▶ Data:
Start of Block
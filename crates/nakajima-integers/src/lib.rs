//! # nakajima-integers
//!
//! Arbitrary precision integers for the Nakajima monomial engine.
//!
//! Every exponent, Cartan matrix entry, weight coefficient and pairing value
//! in the workspace is an [`Integer`]. The type wraps `dashu` so that repeated
//! operator application can never overflow:
//! - Small values stay inline in a machine word
//! - Large values move to the heap transparently

#![warn(missing_docs)]
#![warn(clippy::all)]
#![warn(clippy::pedantic)]

pub mod integer;

#[cfg(test)]
mod proptests;

pub use integer::Integer;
End of Block
▶ Work task:
Only the lines that contain the string "values" should be copied from the entries above.

▶ Response for this exercise:
//! - Small values stay inline in a machine word
//! - Large values move to the heap transparently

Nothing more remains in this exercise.